Ink of Affliction
“David’s pen never wrote more sweetly than when dipped in the ink of affliction”
While Octavius Winslow penned these words over a hundred years ago, my experience over the last 20 years finds these words no less true than when they were first written. I know from experience how deeply profound these words are. Most of my life has been ridden with suffering and sorrow. That was not the case for my little years. It slowly began to stockpile during adolescence and hasn't stopped since. Hard has been the backdrop of my life. It’s been the backdrop of my marriage for the last 20 years and the backdrop of our son’s for the last 15. There always seems to be something. And yet, God has made it so clear every single time that every single thing has had a purpose. I don't always see that right away. In fact, hardly ever. But, most of the time, things make sense when I see them in reverse and the best way for me to do that is through writing. Keeping a record of my days through prayer and journaling allows me to piece together the puzzle of my life in both joy and pain. It’s how I see God’s handprint everywhere even in the smallest or most unlikely manner.

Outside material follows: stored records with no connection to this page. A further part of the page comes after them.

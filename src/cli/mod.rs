//! CLI command handlers
//!
//! Argument parsing structures, command routing, and one module per
//! subcommand.

pub mod args;
pub mod commands;
pub mod router;

pub use args::{Cli, Commands};
pub use router::execute_command;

I just finished writing a memoir. It took nearly five years to complete. It is an accomplishment for sure but it's more than that. It’s a treasure, a memorial of God’s goodness, mercy, and peace. It’s evidence that he can be trusted, a way for me to remember that he has never abandoned or failed me. It’s ammunition against doubt for future unknowns and fuel to propel me forward with faith in his promised future grace. Every chapter is a different story about something that had a deep impact in my life. Something I ferociously feared. Something I was certain I wouldn't survive. Something that truly tested my faith. At times I ran. At times I walked. Sometimes I limped. Sometimes I crawled. Sometimes God had to carry me through to the other side and in some circumstances he’s still doing that now and will continue to until he sees fit for a particular “chapter” to close.

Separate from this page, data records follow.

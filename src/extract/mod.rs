//! Text extraction for free-form generation output
//!
//! The initial-plan and final-blueprint steps return a single Markdown blob.
//! This module splits it into fields by heading and derives the grand total
//! from the costing table. Extraction never fails: a missing heading
//! degrades to a per-field sentinel string.

pub mod grand_total;
pub mod sections;

pub use grand_total::parse_grand_total;
pub use sections::{extract_sections, Section, FINAL_BLUEPRINT_SECTIONS, INITIAL_PLAN_SECTIONS};

use crate::markup::UntrustedMarkup;
use serde::{Deserialize, Serialize};

/// Fields extracted from the initial plan text.
#[derive(Debug, Clone, PartialEq, Serialize, Deserialize)]
#[serde(rename_all = "camelCase")]
pub struct ParsedPlan {
    pub raw_materials: String,
    pub costing: String,
    pub ascii_blueprint: String,
    pub svg_blueprint: UntrustedMarkup,
}

impl ParsedPlan {
    /// Whether the costing section was found.
    pub fn has_costing(&self) -> bool {
        self.costing != sections::COST_ESTIMATE.sentinel
    }
}

/// Fields extracted from the final blueprint text.
#[derive(Debug, Clone, PartialEq, Serialize, Deserialize)]
#[serde(rename_all = "camelCase")]
pub struct FinalBlueprint {
    pub blueprint: String,
    pub comparison: String,
}

pub fn parse_initial_plan(text: &str) -> ParsedPlan {
    let [raw_materials, costing, ascii_blueprint, svg_blueprint] =
        extract_sections(text, &INITIAL_PLAN_SECTIONS);

    ParsedPlan {
        raw_materials,
        costing,
        ascii_blueprint,
        svg_blueprint: UntrustedMarkup::new(svg_blueprint),
    }
}

pub fn parse_final_blueprint(text: &str) -> FinalBlueprint {
    let [blueprint, comparison] = extract_sections(text, &FINAL_BLUEPRINT_SECTIONS);

    FinalBlueprint {
        blueprint,
        comparison,
    }
}

#[cfg(test)]
mod tests {
    use super::*;

    #[test]
    fn test_parse_initial_plan_fields() {
        let text = "## Raw Materials\n- Bricks\n## Cost Estimate\nGrand Total: ₹5,00,000\n## ASCII Blueprint\n[H]\n## SVG Blueprint\n<svg/>";
        let plan = parse_initial_plan(text);
        assert_eq!(plan.raw_materials, "- Bricks");
        assert_eq!(plan.costing, "Grand Total: ₹5,00,000");
        assert_eq!(plan.ascii_blueprint, "[H]");
        assert_eq!(plan.svg_blueprint.as_unsanitized_str(), "<svg/>");
        assert!(plan.has_costing());
        assert_eq!(parse_grand_total(&plan.costing), 500000.0);
    }

    #[test]
    fn test_parse_initial_plan_unparseable() {
        let plan = parse_initial_plan("The model ignored the format.");
        assert_eq!(plan.raw_materials, "Could not parse raw materials.");
        assert_eq!(plan.costing, "Could not parse cost estimate.");
        assert_eq!(plan.ascii_blueprint, "Could not parse ASCII blueprint.");
        assert_eq!(
            plan.svg_blueprint.as_unsanitized_str(),
            "Could not parse SVG blueprint."
        );
        assert!(!plan.has_costing());
        assert_eq!(parse_grand_total(&plan.costing), 0.0);
    }

    #[test]
    fn test_parse_final_blueprint() {
        let text = "## Final Blueprint\n[=]\n\n## Plan Comparison\nTwo fewer commercial blocks.";
        let parsed = parse_final_blueprint(text);
        assert_eq!(parsed.blueprint, "[=]");
        assert_eq!(parsed.comparison, "Two fewer commercial blocks.");
    }
}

Not all of our experiences in life will end or make sense on this side of heaven. Look for His goodness even when you’re uncertain you’ll find it. Beg for his peace even in trials that don’t go away in the timing or way we desire. Our stories are not over until we draw our last breath. He makes everything beautiful in its time and pieces it all together for our good and his glory when he knows is best. No matter how hard things have ever gotten, God has always proved the anxieties of my mind wrong and his timing has always been perfect and purposeful. If the stories I share in my memoir had never happened, well, there would be no memoir, and if they were scrambled out of his control, many of them would’ve shipwrecked our life. But, they occurred just as he planned, for as long as he planned, in the order that he planned. The ink of affliction proves his future care and blessing, and we can’t praise him for his deliverance and goodness if there’s never anything hard.